Finally, supply one BONDING_SLAVEn="slave device" for each slave. where "n" is an increasing value, one for each slave. The "slave device" is either an interface name, e.g., "eth0", or a device specifier for the network device. The interface name is easier to find, but the ethN names are subject to change at boot time if, e.g., a device early in the sequence has failed. The device specifiers (bus-pci-0000:06:08.1 in the example above) specify the physical network device, and will not change unless the device's bus location changes (for example, it is moved from one PCI slot to another). The example above uses one of each type for demonstration purposes; most configurations will choose one or the other for all slave devices.

When all configuration files have been modified or created, networking must be restarted for the configuration changes to take effect. This can be accomplished via the following:

 # /etc/init.d/network restart

Note that the network control script (/sbin/ifdown) will remove the bonding module as part of the network shutdown processing, so it is not necessary to remove the module by hand if, e.g., the module parameters have changed.

Also, at this writing, YaST/YaST2 will not manage bonding devices (they do not show bonding interfaces on its list of network devices). It is necessary to edit the configuration file by hand to change the bonding configuration.

Additional general options and details of the ifcfg file format can be found in an example ifcfg template file:

 /etc/sysconfig/network/ifcfg.template

Note that the template does not document the various BONDING_ settings described above, but does describe many of the other options.

[править] Using DHCP with sysconfig

Under sysconfig, configuring a device with BOOTPROTO='dhcp' will cause it to query DHCP for its IP address information. At this writing, this does not function for bonding devices; the scripts attempt to obtain the device address from DHCP prior to adding any of the slave devices. Without active slaves, the DHCP requests are not sent to the network.

[править] Configuring Multiple Bonds with sysconfig

The sysconfig network initialization system is capable of handling multiple bonding devices. All that is necessary is for each bonding instance to have an appropriately configured ifcfg-bondX file (as described above). Do not specify the "max_bonds" parameter to any instance of bonding, as this will confuse sysconfig. If you require multiple bonding devices with identical parameters, create multiple ifcfg-bondX files.

Because the sysconfig scripts supply the bonding module options in the ifcfg-bondX file, it is not necessary to add them to the system /etc/modules.conf or /etc/modprobe.conf configuration file.
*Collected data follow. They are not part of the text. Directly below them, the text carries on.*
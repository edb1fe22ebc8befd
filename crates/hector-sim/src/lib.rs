//! Hector Runtime Library
//!
//! Wires the mission core to the outside world: snapshot delivery, the
//! fixed-rate tick loop, latched outputs, and a simulated vehicle, estimator
//! and ground target to fly against.

pub mod coordinator;
pub mod live;
pub mod plant;
pub mod run_flag;
pub mod sim;
pub mod snapshot;
pub mod topics;

// Re-export main types
pub use coordinator::{RunSummary, TickCoordinator, TickOutcome, TickReport};
pub use live::{fly, LiveSummary};
pub use plant::{GroundTarget, Plant, PlantParams, VehicleState};
pub use run_flag::RunFlag;
pub use sim::{run_mission, SimParams, SimResult};
pub use snapshot::{channel, SnapshotInbox, SnapshotSender, SnapshotUpdate};
pub use topics::{Latched, OutputTopics, Path, PointStamped, WORLD_FRAME};
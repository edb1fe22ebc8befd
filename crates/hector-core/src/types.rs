//! Snapshot types delivered by the estimator and target tracker.
//!
//! Every snapshot starts out as NaN, meaning "not yet received". The tick
//! loop refuses to plan until all required snapshots are finite.

use nalgebra::{UnitQuaternion, Vector2, Vector3};

// ---------------------------------------------------------------------------
// Vehicle pose
// ---------------------------------------------------------------------------

/// Vehicle position (world frame) and heading.
#[derive(Debug, Clone, Copy, PartialEq)]
pub struct Pose {
    pub position: Vector3<f64>,
    /// Yaw angle (rad), counter-clockwise from world +x.
    pub heading: f64,
}

impl Pose {
    pub fn new(position: Vector3<f64>, heading: f64) -> Self {
        Self { position, heading }
    }

    /// Build a pose from an estimator orientation, keeping only yaw.
    pub fn from_orientation(position: Vector3<f64>, orientation: &UnitQuaternion<f64>) -> Self {
        let (_roll, _pitch, yaw) = orientation.euler_angles();
        Self::new(position, yaw)
    }

    pub fn unknown() -> Self {
        Self::new(Vector3::repeat(f64::NAN), f64::NAN)
    }

    pub fn is_valid(&self) -> bool {
        self.position.iter().all(|v| v.is_finite()) && self.heading.is_finite()
    }
}

// ---------------------------------------------------------------------------
// Vehicle velocity
// ---------------------------------------------------------------------------

#[derive(Debug, Clone, Copy, PartialEq)]
pub struct Velocity {
    pub linear: Vector3<f64>,
    /// Yaw rate (rad/s).
    pub angular_z: f64,
}

impl Velocity {
    pub fn new(linear: Vector3<f64>, angular_z: f64) -> Self {
        Self { linear, angular_z }
    }

    pub fn unknown() -> Self {
        Self::new(Vector3::repeat(f64::NAN), f64::NAN)
    }

    pub fn is_valid(&self) -> bool {
        self.linear.iter().all(|v| v.is_finite()) && self.angular_z.is_finite()
    }
}

// ---------------------------------------------------------------------------
// Ground target
// ---------------------------------------------------------------------------

/// Planar position of the moving ground target.
///
/// `velocity` is the tracker's estimate and is zero when the tracker only
/// reports position.
#[derive(Debug, Clone, Copy, PartialEq)]
pub struct TargetPose {
    pub position: Vector2<f64>,
    pub velocity: Vector2<f64>,
}

impl TargetPose {
    pub fn at(position: Vector2<f64>) -> Self {
        Self {
            position,
            velocity: Vector2::zeros(),
        }
    }

    pub fn moving(position: Vector2<f64>, velocity: Vector2<f64>) -> Self {
        Self { position, velocity }
    }

    pub fn unknown() -> Self {
        Self::at(Vector2::repeat(f64::NAN))
    }

    pub fn is_valid(&self) -> bool {
        self.position.iter().all(|v| v.is_finite()) && self.velocity.iter().all(|v| v.is_finite())
    }
}

// ---------------------------------------------------------------------------
// Per-tick snapshot set
// ---------------------------------------------------------------------------

/// Latest value of every inbound signal, as seen by one tick.
#[derive(Debug, Clone, Copy, PartialEq)]
pub struct Snapshots {
    pub pose: Pose,
    pub velocity: Velocity,
    pub target: TargetPose,
    /// Target-mission-active signal. `None` until the tracker first reports it.
    pub mission_active: Option<bool>,
}

impl Default for Snapshots {
    fn default() -> Self {
        Self {
            pose: Pose::unknown(),
            velocity: Velocity::unknown(),
            target: TargetPose::unknown(),
            mission_active: None,
        }
    }
}

impl Snapshots {
    /// True once pose, velocity and target have all been received.
    pub fn is_ready(&self) -> bool {
        self.pose.is_valid() && self.velocity.is_valid() && self.target.is_valid()
    }
}

/// Planar (x, y) distance, ignoring altitude.
pub fn planar_distance(a: &Vector3<f64>, b: &Vector2<f64>) -> f64 {
    (a.xy() - b).norm()
}
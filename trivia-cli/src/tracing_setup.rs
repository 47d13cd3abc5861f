//! Tracing setup for the trivia CLI
//!
//! Usage:
//!   trivia --debug serve               # Debug logging to console
//!   RUST_LOG=trivia_server=debug trivia serve
//!
//! Environment variables:
//!   RUST_LOG                           # Log filter (default: info)

use anyhow::{anyhow, Result};
use tracing_subscriber::EnvFilter;

/// Tracing configuration options
#[derive(Debug, Clone, Default)]
pub struct TracingConfig {
    /// Enable debug logging (sets RUST_LOG=debug if not already set)
    pub debug: bool,
}

impl TracingConfig {
    fn filter(&self) -> EnvFilter {
        let default = if self.debug { "debug" } else { "info" };
        EnvFilter::try_from_default_env().unwrap_or_else(|_| EnvFilter::new(default))
    }
}

/// Initialize console tracing.
pub fn init_tracing(config: &TracingConfig) -> Result<()> {
    tracing_subscriber::fmt()
        .with_env_filter(config.filter())
        .with_target(config.debug) // Show targets in debug mode
        .compact()
        .try_init()
        .map_err(|err| anyhow!(err))
}
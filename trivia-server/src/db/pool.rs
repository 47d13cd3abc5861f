//! Database connection pool management
//!
//! Uses sqlx SqlitePool with explicit connection limits. The schema is
//! idempotent (`CREATE TABLE IF NOT EXISTS`) and runs on every pool creation.

use std::str::FromStr;
use std::time::Duration;

use sqlx::sqlite::{SqliteConnectOptions, SqliteJournalMode, SqlitePool, SqlitePoolOptions};

/// Default maximum connections for the pool.
const DEFAULT_MAX_CONNECTIONS: u32 = 5;

const SCHEMA: &str = include_str!("schema.sql");

/// Create a SQLite connection pool and apply the schema.
///
/// # Arguments
///
/// * `database_url` - SQLite connection string, e.g. `sqlite://trivia.db`
///
/// # Errors
///
/// Returns an error if the database cannot be opened or the schema fails.
///
/// # Example
///
/// ```ignore
/// let pool = create_pool("sqlite://trivia.db").await?;
/// ```
pub async fn create_pool(database_url: &str) -> Result<SqlitePool, sqlx::Error> {
    create_pool_with_options(database_url, DEFAULT_MAX_CONNECTIONS).await
}

/// Create a SQLite connection pool with custom options.
///
/// # Arguments
///
/// * `database_url` - SQLite connection string
/// * `max_connections` - Maximum number of connections in the pool
pub async fn create_pool_with_options(
    database_url: &str,
    max_connections: u32,
) -> Result<SqlitePool, sqlx::Error> {
    let options = SqliteConnectOptions::from_str(database_url)?
        .create_if_missing(true)
        .journal_mode(SqliteJournalMode::Wal)
        .busy_timeout(Duration::from_secs(5)); // concurrent writers wait instead of SQLITE_BUSY

    let pool = SqlitePoolOptions::new()
        .max_connections(max_connections)
        .connect_with(options)
        .await?;

    tracing::debug!("Applying trivia schema");
    sqlx::raw_sql(SCHEMA).execute(&pool).await?;

    Ok(pool)
}
//! Repository implementations for database access
//!
//! Each repository borrows the pool and exposes one query function per
//! access pattern. Multi-step operations run inside a transaction.

pub mod categories;
pub mod questions;

use sqlx::error::ErrorKind;

pub use categories::{Category, CategoryMap, CategoryRepo};
pub use questions::{Question, QuestionRepo, QuizScope};

/// Database error type
#[derive(Debug, thiserror::Error)]
pub enum DbError {
    #[error("database error: {0}")]
    Sqlx(sqlx::Error),

    #[error("not found: {resource} '{id}'")]
    NotFound { resource: &'static str, id: String },

    /// A storage-level constraint rejected the write (e.g. NOT NULL).
    #[error("constraint violation: {0}")]
    ConstraintViolation(String),
}

impl From<sqlx::Error> for DbError {
    fn from(e: sqlx::Error) -> Self {
        if let sqlx::Error::Database(db_err) = &e {
            match db_err.kind() {
                ErrorKind::NotNullViolation
                | ErrorKind::UniqueViolation
                | ErrorKind::ForeignKeyViolation
                | ErrorKind::CheckViolation => {
                    return Self::ConstraintViolation(db_err.message().to_owned());
                }
                _ => {}
            }
        }
        Self::Sqlx(e)
    }
}
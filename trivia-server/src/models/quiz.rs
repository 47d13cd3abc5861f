//! Quiz request parsing and random selection

use rand::Rng;
use serde::Deserialize;

use super::deserializers::LooseInt;
use super::ValidationError;
use crate::db::{DbError, QuizScope};

/// Category id meaning "every category"
pub const ALL_CATEGORIES: i64 = 0;

/// Body of `POST /quizzes`
#[derive(Debug, Clone, Default, Deserialize)]
pub struct QuizRequest {
    #[serde(default)]
    pub quiz_category: Option<QuizCategory>,
    #[serde(default)]
    pub previous_questions: Option<Vec<i64>>,
}

/// `quiz_category` object; clients also send a display `type` we ignore.
#[derive(Debug, Clone, Deserialize)]
pub struct QuizCategory {
    pub id: LooseInt,
}

impl QuizRequest {
    /// Resolve the candidate scope. A missing category is invalid input.
    pub fn scope(&self) -> Result<QuizScope, ValidationError> {
        let category = self.quiz_category.as_ref().ok_or(ValidationError::InvalidFormat {
            field: "quiz_category",
            reason: "missing category",
        })?;

        Ok(match category.id.0 {
            ALL_CATEGORIES => QuizScope::All,
            id => QuizScope::Category(id),
        })
    }

    /// Ids already shown; absent means none.
    pub fn previous(&self) -> &[i64] {
        self.previous_questions.as_deref().unwrap_or_default()
    }
}

/// Why a quiz question could not be served
#[derive(Debug, thiserror::Error)]
pub enum QuizError {
    #[error("invalid quiz request: {0}")]
    InvalidInput(String),

    #[error("no questions left in {scope:?}")]
    EmptyCandidatePool { scope: QuizScope },

    #[error(transparent)]
    Db(#[from] DbError),
}

impl From<ValidationError> for QuizError {
    fn from(e: ValidationError) -> Self {
        Self::InvalidInput(e.to_string())
    }
}

/// Pick one candidate uniformly at random.
pub fn pick_random<T, R>(mut candidates: Vec<T>, rng: &mut R) -> Option<T>
where
    R: Rng + ?Sized,
{
    if candidates.is_empty() {
        return None;
    }
    let index = rng.gen_range(0..candidates.len());
    Some(candidates.swap_remove(index))
}
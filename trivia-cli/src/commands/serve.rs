//! HTTP server command for the trivia API

use std::net::SocketAddr;

use anyhow::{Context, Result};
use clap::Parser;

use trivia_server::db::create_pool;
use trivia_server::http::{run_server, ServerConfig};

use super::DEFAULT_DATABASE_URL;

/// Arguments for the serve command
#[derive(Parser, Debug)]
pub struct ServeArgs {
    /// Address to bind to
    #[arg(long, short = 'b', default_value = "127.0.0.1:5000")]
    pub bind: SocketAddr,

    /// SQLite database URL, created if missing
    #[arg(long, env = "DATABASE_URL", default_value = DEFAULT_DATABASE_URL)]
    pub database_url: String,
}

/// Run the HTTP server
pub async fn run_serve(args: ServeArgs) -> Result<()> {
    tracing::info!("Starting trivia server on {}", args.bind);

    let pool = create_pool(&args.database_url)
        .await
        .with_context(|| format!("Failed to open database {}", args.database_url))?;

    let config = ServerConfig {
        bind_addr: args.bind,
    };

    // Run server (blocks until shutdown)
    run_server(pool, config).await.context("Server error")?;

    Ok(())
}
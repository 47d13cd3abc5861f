//! Health check endpoint

use std::sync::Arc;

use axum::{extract::State, routing::get, Json, Router};
use serde::Serialize;

use crate::http::server::AppState;

/// Health check response
#[derive(Serialize)]
pub struct HealthResponse {
    pub status: &'static str,
    pub database: bool,
    pub version: &'static str,
}

/// GET /health - liveness plus a storage round-trip
async fn health(State(state): State<Arc<AppState>>) -> Json<HealthResponse> {
    let database = match sqlx::query("SELECT 1").execute(&state.pool).await {
        Ok(_) => true,
        Err(e) => {
            tracing::warn!("Health check query failed: {}", e);
            false
        }
    };

    Json(HealthResponse {
        status: if database { "ok" } else { "degraded" },
        database,
        version: env!("CARGO_PKG_VERSION"),
    })
}

/// Health routes
pub fn router() -> Router<Arc<AppState>> {
    Router::new().route("/health", get(health))
}

#[cfg(test)]
mod tests {
    use super::*;
    use crate::db::repos::test_support::test_pool;

    #[tokio::test]
    async fn health_returns_ok() {
        let (_dir, pool) = test_pool().await;
        let Json(body) = health(State(Arc::new(AppState::new(pool)))).await;
        assert_eq!(body.status, "ok");
        assert!(body.database);
    }

    #[tokio::test]
    async fn closed_pool_is_degraded() {
        let (_dir, pool) = test_pool().await;
        pool.close().await;
        let Json(body) = health(State(Arc::new(AppState::new(pool)))).await;
        assert_eq!(body.status, "degraded");
        assert!(!body.database);
    }
}
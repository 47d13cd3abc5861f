//! New question payload

use serde::Deserialize;

use super::deserializers::deserialize_optional_loose_int;
use super::ValidationError;

/// Body of `POST /questions`, also the record shape for seed imports.
///
/// Every field may be missing. Empty `question`/`answer` strings are rejected
/// up front; missing ones are left for the storage NOT NULL constraint.
#[derive(Debug, Clone, Default, Deserialize)]
pub struct NewQuestion {
    #[serde(default)]
    pub question: Option<String>,
    #[serde(default)]
    pub answer: Option<String>,
    #[serde(default, deserialize_with = "deserialize_optional_loose_int")]
    pub difficulty: Option<i64>,
    #[serde(default, deserialize_with = "deserialize_optional_loose_int")]
    pub category: Option<i64>,
}

impl NewQuestion {
    pub fn validate(&self) -> Result<(), ValidationError> {
        if self.question.as_deref() == Some("") {
            return Err(ValidationError::Empty { field: "question" });
        }
        if self.answer.as_deref() == Some("") {
            return Err(ValidationError::Empty { field: "answer" });
        }
        Ok(())
    }
}
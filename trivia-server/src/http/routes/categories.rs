//! Category endpoints

use std::sync::Arc;

use axum::{extract::State, routing::get, Json, Router};
use serde::Serialize;

use crate::db::repos::{CategoryMap, CategoryRepo, Question, QuestionRepo};
use crate::http::error::ApiError;
use crate::http::extractors::{Page, RouteId};
use crate::http::server::AppState;

/// Categories response
#[derive(Serialize)]
pub struct CategoriesResponse {
    pub success: bool,
    pub categories: CategoryMap,
}

/// Questions in one category
#[derive(Serialize)]
pub struct CategoryQuestionsResponse {
    pub success: bool,
    pub questions: Vec<Question>,
    pub total_questions: usize,
    pub current_category: i64,
}

/// GET /categories - every category as id -> type
async fn list_categories(
    State(state): State<Arc<AppState>>,
) -> Result<Json<CategoriesResponse>, ApiError> {
    let categories = CategoryRepo::new(&state.pool).map().await?;

    // No categories at all is an error, not an empty map
    if categories.is_empty() {
        return Err(ApiError::not_found("no categories"));
    }

    Ok(Json(CategoriesResponse {
        success: true,
        categories,
    }))
}

/// GET /categories/{id}/questions - paginated questions in a category
async fn questions_by_category(
    State(state): State<Arc<AppState>>,
    RouteId(category): RouteId,
    Page(page): Page,
) -> Result<Json<CategoryQuestionsResponse>, ApiError> {
    let questions = QuestionRepo::new(&state.pool)
        .list_by_category(category)
        .await?;
    let result = page.paginate(questions);

    if result.is_empty() {
        return Err(ApiError::not_found(format!(
            "page {} of category {} is empty",
            page.page, category
        )));
    }

    Ok(Json(CategoryQuestionsResponse {
        success: true,
        questions: result.items,
        total_questions: result.total,
        current_category: category,
    }))
}

/// Category routes
pub fn router() -> Router<Arc<AppState>> {
    Router::new()
        .route("/categories", get(list_categories))
        .route("/categories/{id}/questions", get(questions_by_category))
}
//! Command implementations for the trivia CLI

pub mod seed;
pub mod serve;

pub use seed::run_seed;
pub use serve::run_serve;

/// Default database location, relative to the working directory
pub const DEFAULT_DATABASE_URL: &str = "sqlite://trivia.db";
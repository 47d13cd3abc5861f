//! Route handlers organized by resource

pub mod categories;
pub mod health;
pub mod questions;
pub mod quizzes;
pub mod search;

//! Category repository
//!
//! Categories are reference data: the API only reads them, the CLI seeds them.

use std::collections::BTreeMap;

use serde::Serialize;
use sqlx::{FromRow, SqliteConnection, SqlitePool};

use super::DbError;

/// Category record from database
#[derive(Debug, Clone, PartialEq, Eq, FromRow, Serialize)]
pub struct Category {
    pub id: i64,
    #[sqlx(rename = "type")]
    #[serde(rename = "type")]
    pub kind: String,
}

/// Category id -> type, serialized as a JSON object keyed by id
pub type CategoryMap = BTreeMap<i64, String>;

/// Category repository
pub struct CategoryRepo<'a> {
    pool: &'a SqlitePool,
}

impl<'a> CategoryRepo<'a> {
    pub fn new(pool: &'a SqlitePool) -> Self {
        Self { pool }
    }

    /// List all categories ordered by id.
    pub async fn list(&self) -> Result<Vec<Category>, DbError> {
        let categories = sqlx::query_as::<_, Category>(
            "SELECT id, type FROM categories ORDER BY id",
        )
        .fetch_all(self.pool)
        .await?;

        Ok(categories)
    }

    /// All categories as an id -> type map.
    pub async fn map(&self) -> Result<CategoryMap, DbError> {
        Ok(self
            .list()
            .await?
            .into_iter()
            .map(|c| (c.id, c.kind))
            .collect())
    }

    /// Insert a category with a fixed id, renaming it if the id exists.
    pub async fn upsert(&self, id: i64, kind: &str) -> Result<Category, DbError> {
        let mut conn = self.pool.acquire().await?;
        upsert(&mut conn, id, kind).await
    }
}

pub(crate) async fn upsert(
    conn: &mut SqliteConnection,
    id: i64,
    kind: &str,
) -> Result<Category, DbError> {
    let category = sqlx::query_as::<_, Category>(
        r#"
        INSERT INTO categories (id, type) VALUES (?, ?)
        ON CONFLICT (id) DO UPDATE SET type = excluded.type
        RETURNING id, type
        "#,
    )
    .bind(id)
    .bind(kind)
    .fetch_one(conn)
    .await?;

    Ok(category)
}

#[cfg(test)]
mod tests {
    use super::*;
    use crate::db::repos::test_support::test_pool;

    #[tokio::test]
    async fn list_is_empty_on_fresh_db() {
        let (_dir, pool) = test_pool().await;
        let categories = CategoryRepo::new(&pool).list().await.unwrap();
        assert!(categories.is_empty());
    }

    #[tokio::test]
    async fn list_orders_by_id() {
        let (_dir, pool) = test_pool().await;
        let repo = CategoryRepo::new(&pool);
        repo.upsert(2, "Art").await.unwrap();
        repo.upsert(1, "Science").await.unwrap();

        let categories = repo.list().await.unwrap();
        assert_eq!(
            categories,
            vec![
                Category { id: 1, kind: "Science".into() },
                Category { id: 2, kind: "Art".into() },
            ]
        );
    }

    #[tokio::test]
    async fn upsert_is_idempotent() {
        let (_dir, pool) = test_pool().await;
        let repo = CategoryRepo::new(&pool);
        repo.upsert(1, "Science").await.unwrap();
        let renamed = repo.upsert(1, "Sciences").await.unwrap();

        assert_eq!(renamed.kind, "Sciences");
        assert_eq!(repo.list().await.unwrap().len(), 1);
    }

    #[tokio::test]
    async fn map_keys_by_id() {
        let (_dir, pool) = test_pool().await;
        let repo = CategoryRepo::new(&pool);
        repo.upsert(1, "Science").await.unwrap();
        repo.upsert(2, "Art").await.unwrap();

        let map = repo.map().await.unwrap();
        assert_eq!(map.get(&1).map(String::as_str), Some("Science"));
        assert_eq!(map.get(&2).map(String::as_str), Some("Art"));
    }
}
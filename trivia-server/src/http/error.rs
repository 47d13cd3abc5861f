//! API error types with IntoResponse
//!
//! Every error renders the same envelope:
//! `{"success": false, "error": <status code>, "message": <fixed text>}`.
//! The detailed reason is logged, never sent.

use axum::http::StatusCode;
use axum::response::{IntoResponse, Response};
use axum::Json;
use serde_json::json;

use crate::db::repos::DbError;
use crate::models::{QuizError, ValidationError};

/// API error type with automatic HTTP status mapping
#[derive(Debug)]
pub enum ApiError {
    /// Nothing to return (404)
    NotFound { reason: String },

    /// Path exists, method does not (405)
    MethodNotAllowed,

    /// Input or write rejected (422)
    Unprocessable { reason: String },

    /// Database error (500, logged)
    Database(DbError),
}

impl ApiError {
    pub fn not_found(reason: impl Into<String>) -> Self {
        Self::NotFound {
            reason: reason.into(),
        }
    }

    pub fn unprocessable(reason: impl Into<String>) -> Self {
        Self::Unprocessable {
            reason: reason.into(),
        }
    }

    /// Write endpoints report every storage failure as 422. Failures other
    /// than a missing row or a constraint are still logged as errors.
    pub fn rejected_write(e: DbError) -> Self {
        if let DbError::Sqlx(inner) = &e {
            tracing::error!("Write failed: {}", inner);
        }
        Self::unprocessable(e.to_string())
    }

    pub fn status(&self) -> StatusCode {
        match self {
            Self::NotFound { .. } => StatusCode::NOT_FOUND,
            Self::MethodNotAllowed => StatusCode::METHOD_NOT_ALLOWED,
            Self::Unprocessable { .. } => StatusCode::UNPROCESSABLE_ENTITY,
            Self::Database(_) => StatusCode::INTERNAL_SERVER_ERROR,
        }
    }
}

/// Fixed envelope message for each handled status.
pub fn error_message(status: StatusCode) -> &'static str {
    match status {
        StatusCode::BAD_REQUEST => "Bad request",
        StatusCode::UNAUTHORIZED => "Unauthorized",
        StatusCode::FORBIDDEN => "Forbidden",
        StatusCode::NOT_FOUND => "Not found",
        StatusCode::METHOD_NOT_ALLOWED => "Method not allowed",
        StatusCode::CONFLICT => "Conflict",
        StatusCode::UNPROCESSABLE_ENTITY => "Unprocessable",
        _ => "Internal Server Error",
    }
}

/// Envelope response for a bare status.
pub fn envelope(status: StatusCode) -> Response {
    let body = json!({
        "success": false,
        "error": status.as_u16(),
        "message": error_message(status)
    });

    (status, Json(body)).into_response()
}

impl IntoResponse for ApiError {
    fn into_response(self) -> Response {
        match &self {
            Self::NotFound { reason } => tracing::debug!("Not found: {}", reason),
            Self::MethodNotAllowed => tracing::debug!("Method not allowed"),
            Self::Unprocessable { reason } => tracing::debug!("Unprocessable: {}", reason),
            // Log the actual error, return generic message
            Self::Database(e) => tracing::error!("Database error: {}", e),
        }

        envelope(self.status())
    }
}

impl From<ValidationError> for ApiError {
    fn from(e: ValidationError) -> Self {
        Self::unprocessable(e.to_string())
    }
}

impl From<DbError> for ApiError {
    fn from(e: DbError) -> Self {
        match e {
            DbError::NotFound { resource, id } => {
                Self::not_found(format!("{} '{}' not found", resource, id))
            }
            DbError::ConstraintViolation(msg) => Self::unprocessable(msg),
            DbError::Sqlx(_) => Self::Database(e),
        }
    }
}

impl From<QuizError> for ApiError {
    fn from(e: QuizError) -> Self {
        match e {
            QuizError::Db(db) => Self::from(db),
            other => Self::not_found(other.to_string()),
        }
    }
}

#[cfg(test)]
mod tests {
    use super::*;
    use axum::body::to_bytes;
    use crate::db::QuizScope;

    async fn body_json(response: Response) -> serde_json::Value {
        let bytes = to_bytes(response.into_body(), usize::MAX).await.unwrap();
        serde_json::from_slice(&bytes).unwrap()
    }

    #[tokio::test]
    async fn not_found_is_404() {
        let response = ApiError::not_found("empty page").into_response();
        assert_eq!(response.status(), StatusCode::NOT_FOUND);

        let body = body_json(response).await;
        assert_eq!(
            body,
            json!({"success": false, "error": 404, "message": "Not found"})
        );
    }

    #[tokio::test]
    async fn unprocessable_is_422() {
        let response = ApiError::unprocessable("bad").into_response();
        assert_eq!(response.status(), StatusCode::UNPROCESSABLE_ENTITY);

        let body = body_json(response).await;
        assert_eq!(body["message"], "Unprocessable");
        assert_eq!(body["error"], 422);
    }

    #[tokio::test]
    async fn method_not_allowed_is_405() {
        let response = ApiError::MethodNotAllowed.into_response();
        assert_eq!(response.status(), StatusCode::METHOD_NOT_ALLOWED);
        assert_eq!(body_json(response).await["message"], "Method not allowed");
    }

    #[tokio::test]
    async fn sqlx_error_is_500() {
        let err = ApiError::from(DbError::Sqlx(sqlx::Error::PoolClosed));
        let response = err.into_response();
        assert_eq!(response.status(), StatusCode::INTERNAL_SERVER_ERROR);
        assert_eq!(body_json(response).await["message"], "Internal Server Error");
    }

    #[test]
    fn db_errors_map_to_statuses() {
        let missing = DbError::NotFound {
            resource: "question",
            id: "9".into(),
        };
        assert_eq!(ApiError::from(missing).status(), StatusCode::NOT_FOUND);

        let violation = DbError::ConstraintViolation("NOT NULL".into());
        assert_eq!(
            ApiError::from(violation).status(),
            StatusCode::UNPROCESSABLE_ENTITY
        );
    }

    #[test]
    fn quiz_errors_are_404_unless_storage() {
        let empty = QuizError::EmptyCandidatePool {
            scope: QuizScope::All,
        };
        assert_eq!(ApiError::from(empty).status(), StatusCode::NOT_FOUND);

        let invalid = QuizError::InvalidInput("id".into());
        assert_eq!(ApiError::from(invalid).status(), StatusCode::NOT_FOUND);

        let storage = QuizError::Db(DbError::Sqlx(sqlx::Error::PoolClosed));
        assert_eq!(
            ApiError::from(storage).status(),
            StatusCode::INTERNAL_SERVER_ERROR
        );
    }

    #[test]
    fn rejected_writes_are_422() {
        let missing = DbError::NotFound {
            resource: "question",
            id: "80".into(),
        };
        assert_eq!(
            ApiError::rejected_write(missing).status(),
            StatusCode::UNPROCESSABLE_ENTITY
        );

        let storage = DbError::Sqlx(sqlx::Error::PoolClosed);
        assert_eq!(
            ApiError::rejected_write(storage).status(),
            StatusCode::UNPROCESSABLE_ENTITY
        );
    }

    #[test]
    fn validation_error_is_422() {
        let err = ApiError::from(ValidationError::Empty { field: "answer" });
        assert_eq!(err.status(), StatusCode::UNPROCESSABLE_ENTITY);
    }

    #[test]
    fn envelope_messages() {
        let cases = [
            (StatusCode::BAD_REQUEST, "Bad request"),
            (StatusCode::UNAUTHORIZED, "Unauthorized"),
            (StatusCode::FORBIDDEN, "Forbidden"),
            (StatusCode::NOT_FOUND, "Not found"),
            (StatusCode::METHOD_NOT_ALLOWED, "Method not allowed"),
            (StatusCode::CONFLICT, "Conflict"),
            (StatusCode::UNPROCESSABLE_ENTITY, "Unprocessable"),
            (StatusCode::INTERNAL_SERVER_ERROR, "Internal Server Error"),
        ];
        for (status, message) in cases {
            assert_eq!(error_message(status), message);
        }
    }
}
[править] Configuration with initscripts support

This section applies to distros using a version of initscripts with bonding support, for example, Red Hat Linux 9 or Red Hat Enterprise Linux version 3 or 4. On these systems, the network initialization scripts have some knowledge of bonding, and can be configured to control bonding devices.

These distros will not automatically load the network adapter driver unless the ethX device is configured with an IP address. Because of this constraint, users must manually configure a network-script file for all physical adapters that will be members of a bondX link. Network script files are located in the directory:

 /etc/sysconfig/network-scripts

The file name must be prefixed with "ifcfg-eth" and suffixed with the adapter's physical adapter number. For example, the script for eth0 would be named /etc/sysconfig/network-scripts/ifcfg-eth0. Place the following text in the file:

 DEVICE=eth0
 USERCTL=no
 ONBOOT=yes
 MASTER=bond0
 SLAVE=yes
 BOOTPROTO=none

The DEVICE= line will be different for every ethX device and must correspond with the name of the file, i.e., ifcfg-eth1 must have a device line of DEVICE=eth1. The setting of the MASTER= line will also depend on the final bonding interface name chosen for your bond. As with other network devices, these typically start at 0, and go up one for each device, i.e., the first bonding instance is bond0, the second is bond1, and so on.

Next, create a bond network script. The file name for this script will be /etc/sysconfig/network-scripts/ifcfg-bondX where X is the number of the bond. For bond0 the file is named "ifcfg-bond0", for bond1 it is named "ifcfg-bond1", and so on. Within that file, place the following text:

 DEVICE=bond0
 IPADDR=192.168.1.1
 NETMASK=255.255.255.0
 NETWORK=192.168.1.0
 BROADCAST=192.168.1.255
 ONBOOT=yes
 BOOTPROTO=none
 USERCTL=no

Be sure to change the networking specific lines (IPADDR, NETMASK, NETWORK and BROADCAST) to match your network configuration.

Finally, it is necessary to edit /etc/modules.conf (or /etc/modprobe.conf, depending upon your distro) to load the bonding module with your desired options when the bond0 interface is brought up. The following lines in /etc/modules.conf (or modprobe.conf) will load the bonding module, and select its options:

 alias bond0 bonding
 options bond0 mode=balance-alb miimon=100

Replace the sample parameters with the appropriate set of options for your configuration.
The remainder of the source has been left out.